* **Given entries**
::::::::

//! Static entity schema: which document fields are scalar attributes and which
//! reference other entities.
//!
//! The upsert engine only follows references listed here, so every reference
//! field the source API returns must appear in these tables.

use std::fmt;
use std::str::FromStr;

use serde::{Deserialize, Serialize};

use crate::error::SwgraphError;

/// Closed set of entity kinds stored in the graph.
#[derive(Debug, Clone, Copy, PartialEq, Eq, Hash, PartialOrd, Ord, Serialize, Deserialize)]
pub enum EntityKind {
    Film,
    Person,
    Planet,
    Species,
    Starship,
    Vehicle,
    Director,
    Producer,
    Manufacturer,
    Climate,
    Terrain,
    StarshipClass,
    VehicleClass,
}

impl EntityKind {
    pub const ALL: [EntityKind; 13] = [
        EntityKind::Film,
        EntityKind::Person,
        EntityKind::Planet,
        EntityKind::Species,
        EntityKind::Starship,
        EntityKind::Vehicle,
        EntityKind::Director,
        EntityKind::Producer,
        EntityKind::Manufacturer,
        EntityKind::Climate,
        EntityKind::Terrain,
        EntityKind::StarshipClass,
        EntityKind::VehicleClass,
    ];

    pub fn as_str(self) -> &'static str {
        match self {
            EntityKind::Film => "Film",
            EntityKind::Person => "Person",
            EntityKind::Planet => "Planet",
            EntityKind::Species => "Species",
            EntityKind::Starship => "Starship",
            EntityKind::Vehicle => "Vehicle",
            EntityKind::Director => "Director",
            EntityKind::Producer => "Producer",
            EntityKind::Manufacturer => "Manufacturer",
            EntityKind::Climate => "Climate",
            EntityKind::Terrain => "Terrain",
            EntityKind::StarshipClass => "StarshipClass",
            EntityKind::VehicleClass => "VehicleClass",
        }
    }

    /// Tag kinds are keyed by their own value and have nothing to fetch.
    pub fn is_tag(self) -> bool {
        matches!(
            self,
            EntityKind::Director
                | EntityKind::Producer
                | EntityKind::Manufacturer
                | EntityKind::Climate
                | EntityKind::Terrain
                | EntityKind::StarshipClass
                | EntityKind::VehicleClass
        )
    }

    /// Document field holding the entity's natural key.
    pub fn key_field(self) -> &'static str {
        if self.is_tag() {
            "name"
        } else {
            "url"
        }
    }
}

impl fmt::Display for EntityKind {
    fn fmt(&self, f: &mut fmt::Formatter<'_>) -> fmt::Result {
        f.write_str(self.as_str())
    }
}

impl FromStr for EntityKind {
    type Err = SwgraphError;

    fn from_str(s: &str) -> Result<Self, Self::Err> {
        EntityKind::ALL
            .iter()
            .copied()
            .find(|k| k.as_str() == s)
            .ok_or_else(|| SwgraphError::UnknownKind(s.to_string()))
    }
}

/// How a scalar attribute is stored.
#[derive(Debug, Clone, Copy, PartialEq, Eq)]
pub enum ScalarType {
    Text,
    /// Numeric strings become integers; anything else ("unknown") stays text.
    Integer,
    /// Numeric strings become floating point numbers.
    Number,
    /// ISO-8601 date or timestamp kept as text.
    Date,
}

/// Which way a reference edge points.
#[derive(Debug, Clone, Copy, PartialEq, Eq)]
pub enum Direction {
    /// entity -> referenced entity
    Outgoing,
    /// referenced entity -> entity
    Incoming,
}

/// Target of a reference field.
#[derive(Debug, Clone, Copy, PartialEq, Eq)]
pub struct RefSpec {
    pub target: EntityKind,
    pub rel_type: &'static str,
    pub direction: Direction,
}

#[derive(Debug, Clone, Copy, PartialEq, Eq)]
pub enum Cardinality {
    Scalar(ScalarType),
    /// One key or null.
    Single(RefSpec),
    /// A list of keys.
    Multi(RefSpec),
    /// A comma-joined string of tag values.
    Tags(RefSpec),
}

#[derive(Debug, Clone, Copy, PartialEq, Eq)]
pub struct FieldSpec {
    pub name: &'static str,
    pub cardinality: Cardinality,
}

impl FieldSpec {
    pub fn reference(&self) -> Option<&RefSpec> {
        match &self.cardinality {
            Cardinality::Scalar(_) => None,
            Cardinality::Single(r) | Cardinality::Multi(r) | Cardinality::Tags(r) => Some(r),
        }
    }

    pub fn target_kind(&self) -> Option<EntityKind> {
        self.reference().map(|r| r.target)
    }
}

const fn scalar(name: &'static str, ty: ScalarType) -> FieldSpec {
    FieldSpec { name, cardinality: Cardinality::Scalar(ty) }
}

const fn text(name: &'static str) -> FieldSpec {
    scalar(name, ScalarType::Text)
}

const fn int(name: &'static str) -> FieldSpec {
    scalar(name, ScalarType::Integer)
}

const fn num(name: &'static str) -> FieldSpec {
    scalar(name, ScalarType::Number)
}

const fn date(name: &'static str) -> FieldSpec {
    scalar(name, ScalarType::Date)
}

const fn rs(target: EntityKind, rel_type: &'static str, direction: Direction) -> RefSpec {
    RefSpec { target, rel_type, direction }
}

const fn single(name: &'static str, target: EntityKind, rel_type: &'static str, direction: Direction) -> FieldSpec {
    FieldSpec { name, cardinality: Cardinality::Single(rs(target, rel_type, direction)) }
}

const fn multi(name: &'static str, target: EntityKind, rel_type: &'static str, direction: Direction) -> FieldSpec {
    FieldSpec { name, cardinality: Cardinality::Multi(rs(target, rel_type, direction)) }
}

const fn tags(name: &'static str, target: EntityKind, rel_type: &'static str) -> FieldSpec {
    FieldSpec { name, cardinality: Cardinality::Tags(rs(target, rel_type, Direction::Outgoing)) }
}

use Direction::{Incoming, Outgoing};
use EntityKind::*;

pub const APPEARS_IN: &str = "APPEARS_IN";
pub const PILOTS: &str = "PILOTS";
pub const IS_FROM: &str = "IS_FROM";
pub const OF_SPECIES: &str = "OF_SPECIES";
pub const DIRECTED_BY: &str = "DIRECTED_BY";
pub const PRODUCED_BY: &str = "PRODUCED_BY";
pub const MANUFACTURED_BY: &str = "MANUFACTURED_BY";
pub const HAS_CLIMATE: &str = "HAS_CLIMATE";
pub const HAS_TERRAIN: &str = "HAS_TERRAIN";
pub const HAS_CLASS: &str = "HAS_CLASS";

static FILM_FIELDS: &[FieldSpec] = &[
    text("title"),
    int("episode_id"),
    text("opening_crawl"),
    date("release_date"),
    date("created"),
    date("edited"),
    tags("director", Director, DIRECTED_BY),
    tags("producer", Producer, PRODUCED_BY),
    multi("characters", Person, APPEARS_IN, Incoming),
    multi("planets", Planet, APPEARS_IN, Incoming),
    multi("starships", Starship, APPEARS_IN, Incoming),
    multi("vehicles", Vehicle, APPEARS_IN, Incoming),
    multi("species", Species, APPEARS_IN, Incoming),
];

static PERSON_FIELDS: &[FieldSpec] = &[
    text("name"),
    int("height"),
    num("mass"),
    text("hair_color"),
    text("skin_color"),
    text("eye_color"),
    text("birth_year"),
    text("gender"),
    date("created"),
    date("edited"),
    single("homeworld", Planet, IS_FROM, Outgoing),
    multi("films", Film, APPEARS_IN, Outgoing),
    multi("species", Species, OF_SPECIES, Outgoing),
    multi("starships", Starship, PILOTS, Outgoing),
    multi("vehicles", Vehicle, PILOTS, Outgoing),
];

static PLANET_FIELDS: &[FieldSpec] = &[
    text("name"),
    int("rotation_period"),
    int("orbital_period"),
    int("diameter"),
    text("gravity"),
    num("surface_water"),
    int("population"),
    date("created"),
    date("edited"),
    tags("climate", Climate, HAS_CLIMATE),
    tags("terrain", Terrain, HAS_TERRAIN),
    multi("residents", Person, IS_FROM, Incoming),
    multi("films", Film, APPEARS_IN, Outgoing),
];

static SPECIES_FIELDS: &[FieldSpec] = &[
    text("name"),
    text("classification"),
    text("designation"),
    int("average_height"),
    text("skin_colors"),
    text("hair_colors"),
    text("eye_colors"),
    int("average_lifespan"),
    text("language"),
    date("created"),
    date("edited"),
    single("homeworld", Planet, IS_FROM, Outgoing),
    multi("people", Person, OF_SPECIES, Incoming),
    multi("films", Film, APPEARS_IN, Outgoing),
];

static STARSHIP_FIELDS: &[FieldSpec] = &[
    text("name"),
    text("model"),
    int("cost_in_credits"),
    num("length"),
    int("max_atmosphering_speed"),
    int("crew"),
    int("passengers"),
    int("cargo_capacity"),
    text("consumables"),
    num("hyperdrive_rating"),
    int("MGLT"),
    date("created"),
    date("edited"),
    tags("manufacturer", Manufacturer, MANUFACTURED_BY),
    tags("starship_class", StarshipClass, HAS_CLASS),
    multi("pilots", Person, PILOTS, Incoming),
    multi("films", Film, APPEARS_IN, Outgoing),
];

static VEHICLE_FIELDS: &[FieldSpec] = &[
    text("name"),
    text("model"),
    int("cost_in_credits"),
    num("length"),
    int("max_atmosphering_speed"),
    int("crew"),
    int("passengers"),
    int("cargo_capacity"),
    text("consumables"),
    date("created"),
    date("edited"),
    tags("manufacturer", Manufacturer, MANUFACTURED_BY),
    tags("vehicle_class", VehicleClass, HAS_CLASS),
    multi("pilots", Person, PILOTS, Incoming),
    multi("films", Film, APPEARS_IN, Outgoing),
];

/// Ordered field table for a kind. Tag kinds have no fields beyond their key.
pub fn fields_of(kind: EntityKind) -> &'static [FieldSpec] {
    match kind {
        Film => FILM_FIELDS,
        Person => PERSON_FIELDS,
        Planet => PLANET_FIELDS,
        Species => SPECIES_FIELDS,
        Starship => STARSHIP_FIELDS,
        Vehicle => VEHICLE_FIELDS,
        Director | Producer | Manufacturer | Climate | Terrain | StarshipClass | VehicleClass => &[],
    }
}

/// Look up one field of a kind by name.
pub fn field(kind: EntityKind, name: &str) -> Option<&'static FieldSpec> {
    fields_of(kind).iter().find(|f| f.name == name)
}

::::::::

* **Task item**
From the first line of the data above through the line containing "use crate::error::SwgraphError;", set each line down again exactly; include both ends and omit everything else.

* **Reply**
//! Static entity schema: which document fields are scalar attributes and which
//! reference other entities.
//!
//! The upsert engine only follows references listed here, so every reference
//! field the source API returns must appear in these tables.

use std::fmt;
use std::str::FromStr;

use serde::{Deserialize, Serialize};

use crate::error::SwgraphError;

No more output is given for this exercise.